Currently GC assembles the free list in a separated scan-for-free-things loop after it freed things in the sweep loop. But what about moving this scanning into js_NewGCThing? I.e. the sweep loop would need just to remove arenas that becomes empty from arena list and then js_GC instead of the scanning loop would just destroy empty arenas.

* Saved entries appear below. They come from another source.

//! Full-estimate facade: input record in, complete result out.
//!
//! Every call recomputes the whole chain — panel fit, production,
//! savings — from the current input. Nothing is cached between calls,
//! so a changed answer can never leave a stale derived value behind.
//!
//! # Example
//!
//! ```
//! use rust_decimal_macros::dec;
//! use solar_core::{EstimateInput, RoofDirection, SystemConfig};
//! use solar_core::calculations::Estimator;
//!
//! let estimator = Estimator::new(SystemConfig::default());
//! let input = EstimateInput::empty()
//!     .with_roof_area(30.0)
//!     .with_roof_angle(42.0)
//!     .with_roof_direction(RoofDirection::South)
//!     .with_monthly_bill(dec!(900));
//!
//! let result = estimator.estimate(&input).unwrap();
//!
//! assert_eq!(result.panel_count, 17);
//! assert_eq!(result.yearly_savings, dec!(16617.50));
//! ```

use thiserror::Error;
use tracing::debug;

use crate::calculations::panels::PanelFit;
use crate::calculations::production::ProductionEstimator;
use crate::calculations::savings::{SavingsError, SavingsEstimator};
use crate::models::{EstimateInput, EstimateResult, SystemConfig, SystemConfigError};

/// Errors that can occur when computing a full estimate.
#[derive(Debug, Error, PartialEq)]
pub enum EstimateError {
    /// A required answer is missing from the input record.
    #[error("required input '{0}' has not been provided")]
    MissingInput(&'static str),

    #[error(transparent)]
    Config(#[from] SystemConfigError),

    #[error(transparent)]
    Savings(#[from] SavingsError),
}

/// Runs the three calculators in sequence over a complete input record.
#[derive(Debug, Clone, Default)]
pub struct Estimator {
    config: SystemConfig,
}

impl Estimator {
    pub fn new(config: SystemConfig) -> Self {
        Self { config }
    }

    pub fn config(&self) -> &SystemConfig {
        &self.config
    }

    /// Computes a complete [`EstimateResult`] from the input record.
    ///
    /// # Errors
    ///
    /// Returns [`EstimateError::MissingInput`] if the roof area, tilt
    /// angle, or direction is absent (the monthly bill does not feed the
    /// formulas and is not required here), and propagates calculator
    /// errors otherwise.
    pub fn estimate(
        &self,
        input: &EstimateInput,
    ) -> Result<EstimateResult, EstimateError> {
        let roof_area_sqm = input
            .roof_area_sqm
            .ok_or(EstimateError::MissingInput("roof area"))?;
        let roof_angle_deg = input
            .roof_angle_deg
            .ok_or(EstimateError::MissingInput("roof angle"))?;
        let direction = input
            .roof_direction
            .ok_or(EstimateError::MissingInput("roof direction"))?;

        let fit = PanelFit::new(&self.config).calculate(roof_area_sqm)?;
        let production = ProductionEstimator::new(&self.config).calculate(
            fit.usable_area_sqm,
            roof_angle_deg,
            direction,
        )?;
        let savings =
            SavingsEstimator::new(&self.config).calculate(production.estimated_production_kw)?;

        debug!(
            panels = fit.panel_count,
            kw = production.estimated_production_kw,
            "estimate computed"
        );

        Ok(EstimateResult {
            panel_count: fit.panel_count,
            usable_area_sqm: fit.usable_area_sqm,
            estimated_production_kw: production.estimated_production_kw,
            yearly_savings: savings.yearly_savings,
            installation_cost: savings.installation_cost,
            payback_years: savings.payback_years,
        })
    }
}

Then js_NewGCThing has to do scanning when it allocates things. The scanning can be done mostly lock-free since each thread can reserve a range to scan for itself and get things from there without using any locks. Moreover, since such reservation can be done using compare-and-swap, one can get lock-free allocation of all free things in the arena list.
I filed bug 333236 about not-building-free-list optimization.
Blocks: 203448
Igor, feng, how is this for "just the infrastructure"?  It can go into the trunk at any time if you both vouch for it working.  I will check in if I can, but I am traveling this week (ECMA TC39 meeting in Geneva).

/be
Attachment #217941 - Flags: review?(feng.qian.moz)
(In reply to comment #44)
> Created an attachment (id=217941) [edit]
> just the infrastructure, with #if 0 JSThread.gcFreeLists decl
> 
> Igor, feng, how is this for "just the infrastructure"?  It can go into the
> trunk at any time if you both vouch for it working.  I will check in if I can,
> but I am traveling this week (ECMA TC39 meeting in Geneva).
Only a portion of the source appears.